Illya waved the youth off. “Watch the corridor.” It would take the other out of his sight – his partner would still be able to see him, but he wouldn’t be a distraction. All Illya wanted right now was his Cowboy with him. It was why he hadn’t had a permanent partner in two years. Nobody lasted more than one or two missions, sometimes three, before being reassigned to an easier agent. Illya never objected, and he never requested. Working alone would be stupid... but he still missed Napoleon too much to have another.

He settled down to work on the safe, moving slowly but surely, Napoleon’s whispered voice talking him through it step by step and informing about all the particulars of this particular brand. Illya’s heart ached for what was not, even as his partner was there with him.

_Um, wait a second..._

Illya froze, even as his fingers touched the dial. _What?_

_They’ve done something to this... post factory modification._

Illya swallowed slowly and drew his fingers back. _What is it?_

_Give me a minute..._

_So you can sleep on it?_

Napoleon’s laughter echoed through his mind. 

Illya stared at the safe, going through everything he knew about vaults and what he’d learned over the years from Napoleon. It looked like a safe to him. A big, large safe that he would never be able to crack on his own in a million years.

_Don’t think like that, Peril. You’re distracting me. I’ve got it now. Go back to the hinges and check for wires._

As a field agent, Illya had to work through any sort of conditions, and was an expert at moving on, even when wounded and bleeding. Pushing it all to one side of his mind and living only in the moment, Illya went to check the hinges.

\--

In New York, all Illya would say was that he’d learned more from Napoleon than he’d told UNCLE before. It was true enough, and nobody read a lie from him. Only his own soul knew that. That, and a suspiciously absent voice. He hadn’t heard from Napoleon since they’d gotten through the safe. 

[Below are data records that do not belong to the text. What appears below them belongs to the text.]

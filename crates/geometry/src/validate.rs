/// Errors from mesh validation.
#[derive(Debug, Clone, PartialEq, thiserror::Error)]
pub enum MeshError {
    #[error("index count {0} is not a multiple of 3")]
    PartialTriangle(usize),
    #[error("index {index} at position {position} exceeds vertex count {vertex_count}")]
    IndexOutOfRange {
        position: usize,
        index: u16,
        vertex_count: usize,
    },
    #[error("{positions} positions but {colors} colors")]
    ColorCountMismatch { positions: usize, colors: usize },
}

/// Summary of a validated mesh.
#[derive(Debug, Clone, Copy, PartialEq, Eq)]
pub struct MeshStats {
    pub vertex_count: usize,
    pub index_count: usize,
    pub triangle_count: usize,
}

/// Check that positions, colors and indices describe a drawable triangle list.
pub fn validate_mesh(
    positions: &[[f32; 3]],
    colors: &[[f32; 3]],
    indices: &[u16],
) -> Result<MeshStats, MeshError> {
    if positions.len() != colors.len() {
        return Err(MeshError::ColorCountMismatch {
            positions: positions.len(),
            colors: colors.len(),
        });
    }
    if indices.len() % 3 != 0 {
        return Err(MeshError::PartialTriangle(indices.len()));
    }
    if let Some((position, &index)) = indices
        .iter()
        .enumerate()
        .find(|(_, i)| **i as usize >= positions.len())
    {
        return Err(MeshError::IndexOutOfRange {
            position,
            index,
            vertex_count: positions.len(),
        });
    }

    Ok(MeshStats {
        vertex_count: positions.len(),
        index_count: indices.len(),
        triangle_count: indices.len() / 3,
    })
}

#[cfg(test)]
mod tests {
    use super::*;
    use crate::{CUBE_COLORS, CUBE_INDICES, CUBE_POSITIONS};

    #[test]
    fn cube_is_valid() {
        let stats = validate_mesh(&CUBE_POSITIONS, &CUBE_COLORS, &CUBE_INDICES).unwrap();
        assert_eq!(stats.vertex_count, 24);
        assert_eq!(stats.index_count, 36);
        assert_eq!(stats.triangle_count, 12);
    }

    #[test]
    fn rejects_out_of_range_index() {
        let err = validate_mesh(&CUBE_POSITIONS[..3], &CUBE_COLORS[..3], &[0, 1, 3]).unwrap_err();
        assert_eq!(
            err,
            MeshError::IndexOutOfRange {
                position: 2,
                index: 3,
                vertex_count: 3
            }
        );
    }

    #[test]
    fn rejects_partial_triangle() {
        let err = validate_mesh(&CUBE_POSITIONS, &CUBE_COLORS, &CUBE_INDICES[..4]).unwrap_err();
        assert_eq!(err, MeshError::PartialTriangle(4));
    }

    #[test]
    fn rejects_color_mismatch() {
        let err = validate_mesh(&CUBE_POSITIONS, &CUBE_COLORS[..4], &CUBE_INDICES).unwrap_err();
        assert!(matches!(err, MeshError::ColorCountMismatch { .. }));
    }
}
//! Names shared by CPU code and the shader.

pub const ATTRIB_POSITION: &str = "aVertexPosition";
pub const ATTRIB_COLOR: &str = "aVertexColor";

pub const UNIFORM_PROJECTION: &str = "uProjectionMatrix";
pub const UNIFORM_MODEL_VIEW: &str = "uModelViewMatrix";
pub const UNIFORM_MOVE: &str = "uMoveMatrix";

/// Shader location of each vertex attribute.
pub const LOCATION_POSITION: u32 = 0;
pub const LOCATION_COLOR: u32 = 1;

pub const ALL_NAMES: [&str; 5] = [
    ATTRIB_POSITION,
    ATTRIB_COLOR,
    UNIFORM_PROJECTION,
    UNIFORM_MODEL_VIEW,
    UNIFORM_MOVE,
];
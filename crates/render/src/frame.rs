use bytemuck::{Pod, Zeroable};
use cubecross_geometry::CUBE_INDEX_COUNT;
use cubecross_transform::{SceneConfig, TransformState};
use glam::{Mat4, Vec3};

/// Uniform block uploaded to the shader, laid out as three column-major
/// `mat4x4<f32>` in binding order.
#[repr(C)]
#[derive(Debug, Copy, Clone, PartialEq, Pod, Zeroable)]
pub struct FrameUniforms {
    pub projection: [[f32; 4]; 4],
    pub model_view: [[f32; 4]; 4],
    pub move_matrix: [[f32; 4]; 4],
}

impl FrameUniforms {
    pub fn from_state(state: &TransformState) -> Self {
        Self {
            projection: state.projection().to_cols_array_2d(),
            model_view: state.model_view().to_cols_array_2d(),
            move_matrix: state.move_matrix().to_cols_array_2d(),
        }
    }

    pub fn projection(&self) -> Mat4 {
        Mat4::from_cols_array_2d(&self.projection)
    }
}

/// One step of a frame, in submission order.
#[derive(Debug, Clone, PartialEq)]
pub enum DrawCommand {
    /// Clear color and depth.
    Clear { color: [f32; 4], depth: f32 },
    /// Upload all three matrices.
    Uniforms(FrameUniforms),
    /// Upload the projection matrix only.
    Projection(Mat4),
    /// Draw the cube's index buffer.
    DrawIndexed { index_count: u32 },
}

/// A draw together with the uniforms in effect when it was issued.
#[derive(Debug, Clone, Copy, PartialEq)]
pub struct ResolvedDraw {
    pub uniforms: FrameUniforms,
    pub index_count: u32,
}

/// Everything a backend needs to render one frame.
#[derive(Debug, Clone, Default, PartialEq)]
pub struct FramePlan {
    /// Milliseconds since the previous frame.
    pub dt_ms: f64,
    pub commands: Vec<DrawCommand>,
}

impl FramePlan {
    pub fn draw_count(&self) -> usize {
        self.commands
            .iter()
            .filter(|c| matches!(c, DrawCommand::DrawIndexed { .. }))
            .count()
    }

    /// Clear values of the first `Clear` command, if any.
    pub fn clear(&self) -> Option<([f32; 4], f32)> {
        self.commands.iter().find_map(|c| match c {
            DrawCommand::Clear { color, depth } => Some((*color, *depth)),
            _ => None,
        })
    }

    /// Replay uploads and pair every draw with the uniform block it sees.
    /// Draws issued before any `Uniforms` upload see zeroed matrices.
    pub fn resolve_draws(&self) -> Vec<ResolvedDraw> {
        let mut current = FrameUniforms::zeroed();
        let mut draws = Vec::new();
        for command in &self.commands {
            match command {
                DrawCommand::Clear { .. } => {}
                DrawCommand::Uniforms(u) => current = *u,
                DrawCommand::Projection(p) => current.projection = p.to_cols_array_2d(),
                DrawCommand::DrawIndexed { index_count } => draws.push(ResolvedDraw {
                    uniforms: current,
                    index_count: *index_count,
                }),
            }
        }
        draws
    }
}

/// Offsets applied to the projection before each cube draw. Offsets
/// accumulate: each is relative to the previous placement.
#[derive(Debug, Clone, PartialEq)]
pub struct CubeLayout {
    offsets: Vec<Vec3>,
}

impl CubeLayout {
    pub fn new(offsets: Vec<Vec3>) -> Self {
        Self { offsets }
    }

    pub fn from_config(config: &SceneConfig) -> Self {
        Self::new(config.layout.clone())
    }

    pub fn offsets(&self) -> &[Vec3] {
        &self.offsets
    }

    pub fn len(&self) -> usize {
        self.offsets.len()
    }

    pub fn is_empty(&self) -> bool {
        self.offsets.is_empty()
    }

    /// Placement of each cube relative to the frame's starting projection.
    pub fn positions(&self) -> Vec<Vec3> {
        self.offsets
            .iter()
            .scan(Vec3::ZERO, |acc, o| {
                *acc += *o;
                Some(*acc)
            })
            .collect()
    }
}

impl Default for CubeLayout {
    fn default() -> Self {
        Self::from_config(&SceneConfig::default())
    }
}

/// Per-frame driver. Owns the frame clock and layout; borrows the transform
/// state for the duration of each frame.
#[derive(Debug, Clone)]
pub struct FrameLoop {
    layout: CubeLayout,
    clear_color: [f32; 4],
    last_time_ms: f64,
    frames: u64,
}

impl FrameLoop {
    pub fn new(layout: CubeLayout, clear_color: [f32; 4]) -> Self {
        Self {
            layout,
            clear_color,
            last_time_ms: 0.0,
            frames: 0,
        }
    }

    pub fn from_config(config: &SceneConfig) -> Self {
        Self::new(CubeLayout::from_config(config), config.clear_color)
    }

    pub fn layout(&self) -> &CubeLayout {
        &self.layout
    }

    pub fn frames(&self) -> u64 {
        self.frames
    }

    /// Build the frame for timestamp `time_ms`, translating the projection
    /// in place before each draw. The projection is left wherever the last
    /// placement put it.
    pub fn frame(&mut self, time_ms: f64, state: &mut TransformState) -> FramePlan {
        let dt_ms = time_ms - self.last_time_ms;
        self.last_time_ms = time_ms;
        self.frames += 1;
        tracing::trace!(frame = self.frames, dt_ms, "frame");

        state.begin_frame();

        let mut commands = Vec::with_capacity(2 + self.layout.len() * 2);
        commands.push(DrawCommand::Clear {
            color: self.clear_color,
            depth: 1.0,
        });
        commands.push(DrawCommand::Uniforms(FrameUniforms::from_state(state)));

        for (i, offset) in self.layout.offsets().iter().enumerate() {
            // The first placement reuses the upload above.
            if i > 0 || *offset != Vec3::ZERO {
                state.translate(*offset);
                commands.push(DrawCommand::Projection(state.projection()));
            }
            commands.push(DrawCommand::DrawIndexed {
                index_count: CUBE_INDEX_COUNT,
            });
        }

        FramePlan { dt_ms, commands }
    }
}
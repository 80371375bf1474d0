//! wgpu render backend for the cube scene.
//!
//! Uploads the cube's position, color and index buffers once, builds the
//! shader pipeline once, then replays each [`FramePlan`] as one render pass
//! with one indexed draw per placement.
//!
//! # Invariants
//! - Renderer never mutates transform state.
//! - Shader and pipeline validation errors are reported, not swallowed.
//!
//! [`FramePlan`]: cubecross_render::FramePlan

mod gpu;
mod shaders;

pub use gpu::{RenderError, WgpuFrame, WgpuRenderer};
pub use shaders::CUBE_SHADER;
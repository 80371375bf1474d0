use crate::shaders;
use cubecross_geometry::{
    CUBE_COLORS, CUBE_INDICES, CUBE_POSITIONS, MeshError, validate_mesh,
};
use cubecross_render::binding::{ATTRIB_COLOR, ATTRIB_POSITION, LOCATION_COLOR, LOCATION_POSITION};
use cubecross_render::{FramePlan, FrameUniforms, Renderer, ResolvedDraw};
use wgpu::util::DeviceExt;

const DEPTH_FORMAT: wgpu::TextureFormat = wgpu::TextureFormat::Depth32Float;
const UNIFORM_SIZE: u64 = std::mem::size_of::<FrameUniforms>() as u64;

/// Errors from building or driving the wgpu backend.
#[derive(Debug, thiserror::Error)]
pub enum RenderError {
    #[error("shader compilation failed: {0}")]
    ShaderCompile(String),
    #[error("pipeline creation failed: {0}")]
    Pipeline(String),
    #[error("invalid cube mesh: {0}")]
    Mesh(#[from] MeshError),
}

/// Run `f` inside a validation error scope and surface any captured error.
fn validated<T>(
    device: &wgpu::Device,
    f: impl FnOnce() -> T,
    on_error: impl FnOnce(String) -> RenderError,
) -> Result<T, RenderError> {
    device.push_error_scope(wgpu::ErrorFilter::Validation);
    let value = f();
    match pollster::block_on(device.pop_error_scope()) {
        Some(err) => Err(on_error(err.to_string())),
        None => Ok(value),
    }
}

/// Pack one uniform block per draw at `stride`-byte offsets.
fn uniform_bytes(draws: &[ResolvedDraw], stride: u64) -> Vec<u8> {
    let stride = stride as usize;
    let mut bytes = vec![0u8; draws.len() * stride];
    for (slot, draw) in bytes.chunks_exact_mut(stride).zip(draws) {
        slot[..UNIFORM_SIZE as usize].copy_from_slice(bytemuck::bytes_of(&draw.uniforms));
    }
    bytes
}

fn to_color(c: [f32; 4]) -> wgpu::Color {
    wgpu::Color {
        r: c[0] as f64,
        g: c[1] as f64,
        b: c[2] as f64,
        a: c[3] as f64,
    }
}

/// wgpu-based cube renderer.
///
/// Every draw in a frame gets its own slot in a dynamic-offset uniform
/// buffer, so each cube sees the projection uploaded just before it.
pub struct WgpuRenderer {
    pipeline: wgpu::RenderPipeline,
    bind_group_layout: wgpu::BindGroupLayout,
    uniform_buffer: wgpu::Buffer,
    uniform_bind_group: wgpu::BindGroup,
    uniform_stride: u64,
    uniform_slots: usize,
    position_buffer: wgpu::Buffer,
    color_buffer: wgpu::Buffer,
    index_buffer: wgpu::Buffer,
    depth_texture: wgpu::TextureView,
}

impl WgpuRenderer {
    /// Upload the cube and build the pipeline. `draws_per_frame` sizes the
    /// uniform buffer; it grows on demand if a frame needs more.
    pub fn new(
        device: &wgpu::Device,
        surface_format: wgpu::TextureFormat,
        width: u32,
        height: u32,
        draws_per_frame: usize,
    ) -> Result<Self, RenderError> {
        let stats = validate_mesh(&CUBE_POSITIONS, &CUBE_COLORS, &CUBE_INDICES)?;
        tracing::debug!(
            vertices = stats.vertex_count,
            triangles = stats.triangle_count,
            "uploading cube mesh"
        );

        let position_buffer = device.create_buffer_init(&wgpu::util::BufferInitDescriptor {
            label: Some("cube_position_buffer"),
            contents: bytemuck::cast_slice(&CUBE_POSITIONS),
            usage: wgpu::BufferUsages::VERTEX,
        });
        let color_buffer = device.create_buffer_init(&wgpu::util::BufferInitDescriptor {
            label: Some("cube_color_buffer"),
            contents: bytemuck::cast_slice(&CUBE_COLORS),
            usage: wgpu::BufferUsages::VERTEX,
        });
        let index_buffer = device.create_buffer_init(&wgpu::util::BufferInitDescriptor {
            label: Some("cube_index_buffer"),
            contents: bytemuck::cast_slice(&CUBE_INDICES),
            usage: wgpu::BufferUsages::INDEX,
        });

        let bind_group_layout = device.create_bind_group_layout(&wgpu::BindGroupLayoutDescriptor {
            label: Some("uniform_bind_group_layout"),
            entries: &[wgpu::BindGroupLayoutEntry {
                binding: 0,
                visibility: wgpu::ShaderStages::VERTEX,
                ty: wgpu::BindingType::Buffer {
                    ty: wgpu::BufferBindingType::Uniform,
                    has_dynamic_offset: true,
                    min_binding_size: wgpu::BufferSize::new(UNIFORM_SIZE),
                },
                count: None,
            }],
        });

        let pipeline_layout = device.create_pipeline_layout(&wgpu::PipelineLayoutDescriptor {
            label: Some("pipeline_layout"),
            bind_group_layouts: &[&bind_group_layout],
            push_constant_ranges: &[],
        });

        let shader = validated(
            device,
            || {
                device.create_shader_module(wgpu::ShaderModuleDescriptor {
                    label: Some("cube_shader"),
                    source: wgpu::ShaderSource::Wgsl(shaders::CUBE_SHADER.into()),
                })
            },
            RenderError::ShaderCompile,
        )?;

        let pipeline = validated(
            device,
            || {
                device.create_render_pipeline(&wgpu::RenderPipelineDescriptor {
                    label: Some("cube_pipeline"),
                    layout: Some(&pipeline_layout),
                    vertex: wgpu::VertexState {
                        module: &shader,
                        entry_point: Some("vs_main"),
                        compilation_options: Default::default(),
                        buffers: &[
                            wgpu::VertexBufferLayout {
                                array_stride: std::mem::size_of::<[f32; 3]>() as u64,
                                step_mode: wgpu::VertexStepMode::Vertex,
                                attributes: &[wgpu::VertexAttribute {
                                    format: wgpu::VertexFormat::Float32x3,
                                    offset: 0,
                                    shader_location: LOCATION_POSITION,
                                }],
                            },
                            wgpu::VertexBufferLayout {
                                array_stride: std::mem::size_of::<[f32; 3]>() as u64,
                                step_mode: wgpu::VertexStepMode::Vertex,
                                attributes: &[wgpu::VertexAttribute {
                                    format: wgpu::VertexFormat::Float32x3,
                                    offset: 0,
                                    shader_location: LOCATION_COLOR,
                                }],
                            },
                        ],
                    },
                    fragment: Some(wgpu::FragmentState {
                        module: &shader,
                        entry_point: Some("fs_main"),
                        compilation_options: Default::default(),
                        targets: &[Some(wgpu::ColorTargetState {
                            format: surface_format,
                            blend: Some(wgpu::BlendState::REPLACE),
                            write_mask: wgpu::ColorWrites::ALL,
                        })],
                    }),
                    primitive: wgpu::PrimitiveState {
                        topology: wgpu::PrimitiveTopology::TriangleList,
                        cull_mode: None,
                        ..Default::default()
                    },
                    depth_stencil: Some(wgpu::DepthStencilState {
                        format: DEPTH_FORMAT,
                        depth_write_enabled: true,
                        depth_compare: wgpu::CompareFunction::LessEqual,
                        stencil: Default::default(),
                        bias: Default::default(),
                    }),
                    multisample: Default::default(),
                    multiview: None,
                    cache: None,
                })
            },
            RenderError::Pipeline,
        )?;

        tracing::debug!(
            "{ATTRIB_POSITION} at location {LOCATION_POSITION}, {ATTRIB_COLOR} at location {LOCATION_COLOR}, format {surface_format:?}"
        );

        let uniform_stride = wgpu::util::align_to(
            UNIFORM_SIZE,
            device.limits().min_uniform_buffer_offset_alignment as u64,
        );
        let uniform_slots = draws_per_frame.max(1);
        let (uniform_buffer, uniform_bind_group) =
            Self::create_uniforms(device, &bind_group_layout, uniform_stride, uniform_slots);

        let depth_texture = Self::create_depth_texture(device, width, height);

        Ok(Self {
            pipeline,
            bind_group_layout,
            uniform_buffer,
            uniform_bind_group,
            uniform_stride,
            uniform_slots,
            position_buffer,
            color_buffer,
            index_buffer,
            depth_texture,
        })
    }

    pub fn resize(&mut self, device: &wgpu::Device, width: u32, height: u32) {
        self.depth_texture = Self::create_depth_texture(device, width, height);
    }

    /// Bind this renderer to a frame's device, queue and target view.
    pub fn frame<'a>(
        &'a mut self,
        device: &'a wgpu::Device,
        queue: &'a wgpu::Queue,
        view: &'a wgpu::TextureView,
    ) -> WgpuFrame<'a> {
        WgpuFrame {
            renderer: self,
            device,
            queue,
            view,
        }
    }

    /// Render one frame plan into `view`. Returns the number of draws issued.
    pub fn render(
        &mut self,
        device: &wgpu::Device,
        queue: &wgpu::Queue,
        view: &wgpu::TextureView,
        plan: &FramePlan,
    ) -> usize {
        let draws = plan.resolve_draws();
        if draws.len() > self.uniform_slots {
            tracing::debug!(
                from = self.uniform_slots,
                to = draws.len(),
                "growing uniform buffer"
            );
            self.uniform_slots = draws.len();
            (self.uniform_buffer, self.uniform_bind_group) = Self::create_uniforms(
                device,
                &self.bind_group_layout,
                self.uniform_stride,
                self.uniform_slots,
            );
        }
        if !draws.is_empty() {
            queue.write_buffer(
                &self.uniform_buffer,
                0,
                &uniform_bytes(&draws, self.uniform_stride),
            );
        }

        let (clear_color, clear_depth) = plan.clear().unwrap_or(([0.0, 0.0, 0.0, 1.0], 1.0));

        let mut encoder = device.create_command_encoder(&wgpu::CommandEncoderDescriptor {
            label: Some("render_encoder"),
        });

        {
            let mut pass = encoder.begin_render_pass(&wgpu::RenderPassDescriptor {
                label: Some("main_pass"),
                color_attachments: &[Some(wgpu::RenderPassColorAttachment {
                    view,
                    resolve_target: None,
                    ops: wgpu::Operations {
                        load: wgpu::LoadOp::Clear(to_color(clear_color)),
                        store: wgpu::StoreOp::Store,
                    },
                })],
                depth_stencil_attachment: Some(wgpu::RenderPassDepthStencilAttachment {
                    view: &self.depth_texture,
                    depth_ops: Some(wgpu::Operations {
                        load: wgpu::LoadOp::Clear(clear_depth),
                        store: wgpu::StoreOp::Store,
                    }),
                    stencil_ops: None,
                }),
                ..Default::default()
            });

            pass.set_pipeline(&self.pipeline);
            pass.set_vertex_buffer(0, self.position_buffer.slice(..));
            pass.set_vertex_buffer(1, self.color_buffer.slice(..));
            pass.set_index_buffer(self.index_buffer.slice(..), wgpu::IndexFormat::Uint16);

            for (i, draw) in draws.iter().enumerate() {
                let offset = (i as u64 * self.uniform_stride) as wgpu::DynamicOffset;
                pass.set_bind_group(0, &self.uniform_bind_group, &[offset]);
                pass.draw_indexed(0..draw.index_count, 0, 0..1);
            }
        }

        queue.submit(std::iter::once(encoder.finish()));
        draws.len()
    }

    fn create_uniforms(
        device: &wgpu::Device,
        layout: &wgpu::BindGroupLayout,
        stride: u64,
        slots: usize,
    ) -> (wgpu::Buffer, wgpu::BindGroup) {
        let buffer = device.create_buffer(&wgpu::BufferDescriptor {
            label: Some("uniform_buffer"),
            size: stride * slots as u64,
            usage: wgpu::BufferUsages::UNIFORM | wgpu::BufferUsages::COPY_DST,
            mapped_at_creation: false,
        });
        let bind_group = device.create_bind_group(&wgpu::BindGroupDescriptor {
            label: Some("uniform_bind_group"),
            layout,
            entries: &[wgpu::BindGroupEntry {
                binding: 0,
                resource: wgpu::BindingResource::Buffer(wgpu::BufferBinding {
                    buffer: &buffer,
                    offset: 0,
                    size: wgpu::BufferSize::new(UNIFORM_SIZE),
                }),
            }],
        });
        (buffer, bind_group)
    }

    fn create_depth_texture(
        device: &wgpu::Device,
        width: u32,
        height: u32,
    ) -> wgpu::TextureView {
        let texture = device.create_texture(&wgpu::TextureDescriptor {
            label: Some("depth_texture"),
            size: wgpu::Extent3d {
                width: width.max(1),
                height: height.max(1),
                depth_or_array_layers: 1,
            },
            mip_level_count: 1,
            sample_count: 1,
            dimension: wgpu::TextureDimension::D2,
            format: DEPTH_FORMAT,
            usage: wgpu::TextureUsages::RENDER_ATTACHMENT,
            view_formats: &[],
        });
        texture.create_view(&Default::default())
    }
}

/// A [`WgpuRenderer`] bound to one frame's target.
pub struct WgpuFrame<'a> {
    renderer: &'a mut WgpuRenderer,
    device: &'a wgpu::Device,
    queue: &'a wgpu::Queue,
    view: &'a wgpu::TextureView,
}

impl Renderer for WgpuFrame<'_> {
    type Output = usize;

    fn render(&mut self, plan: &FramePlan) -> usize {
        self.renderer
            .render(self.device, self.queue, self.view, plan)
    }
}

#[cfg(test)]
mod tests {
    use super::*;
    use cubecross_render::FrameLoop;
    use cubecross_transform::{SceneConfig, TransformState};

    #[test]
    fn uniform_bytes_places_each_draw_at_its_stride() {
        let config = SceneConfig::default();
        let mut state = TransformState::new(&config, 1.0);
        let plan = FrameLoop::from_config(&config).frame(0.0, &mut state);
        let draws = plan.resolve_draws();

        let stride = 256;
        let bytes = uniform_bytes(&draws, stride);
        assert_eq!(bytes.len(), draws.len() * stride as usize);

        for (i, draw) in draws.iter().enumerate() {
            let start = i * stride as usize;
            let slot = &bytes[start..start + UNIFORM_SIZE as usize];
            assert_eq!(slot, bytemuck::bytes_of(&draw.uniforms));
            assert!(bytes[start + UNIFORM_SIZE as usize..start + stride as usize]
                .iter()
                .all(|b| *b == 0));
        }
    }

    #[test]
    fn uniform_bytes_empty_frame() {
        assert!(uniform_bytes(&[], 256).is_empty());
    }

    #[test]
    fn stride_alignment_covers_uniform_block() {
        let stride = wgpu::util::align_to(UNIFORM_SIZE, 256);
        assert_eq!(stride, 256);
        assert!(stride >= UNIFORM_SIZE);
    }

    #[test]
    fn clear_color_converts_channels() {
        let c = to_color([0.5, 0.5, 0.5, 0.9]);
        assert_eq!(c.r, 0.5);
        assert!((c.a - 0.9).abs() < 1e-6);
    }
}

After the debriefing was over, Illya went home. He went to the condo unit complex, walked up the stairs to the familiar seventh floor, then took the elevator from there to the penthouse. When Napoleon had died, he had left the suite and all the contents to Illya. There were other things he’d left to his aunt and some other scattered relatives, but it would have been impractical for anybody other than an UNCLE agent to have the condo – they’d made so many changes to it over the years, security, defense, and otherwise. Illya’s own place he’d ended up subletting to various new agents until they found their footing in the city. He lived, though, in Napoleon’s, among all the capitalistic clutter and ease and beautiful things that Napoleon loved. He’d made room for his books and his records... but they fit in with remarkable ease, as if there had always been a place there waiting for them. 

 

Going to the kitchen, Illya pulled out the vodka from the freezer and poured two glasses, putting the bottle back after. It was the same brand that Napoleon had always kept for him. The bottle itself was more recent – he’d gone through the one Napoleon had bought less than a month after his Cowboy had died. 

Taking the glasses to the living room, he put one next to Napoleon’s armchair, then sat down on the floor beside it and sipped from his own.

“Cowboy, we need to talk.”

There wasn’t anything for awhile, and Illya repeated himself, more strongly. Eventually, there came a thought.

 _I’m tired, can’t this wait?_

He hadn’t heard from Napoleon since they’d broken into the vault. Napoleon had been more there with him than he normally was. Apparently, for a ghost, it was exhausting, to be so much in the world. 

“Why didn’t you tell me? That you weren’t my imagination?” Illya asked quietly, his hands dangling between his knees. He’d mastered the trembling and the tapping years ago – it didn’t mean he didn’t still get angry.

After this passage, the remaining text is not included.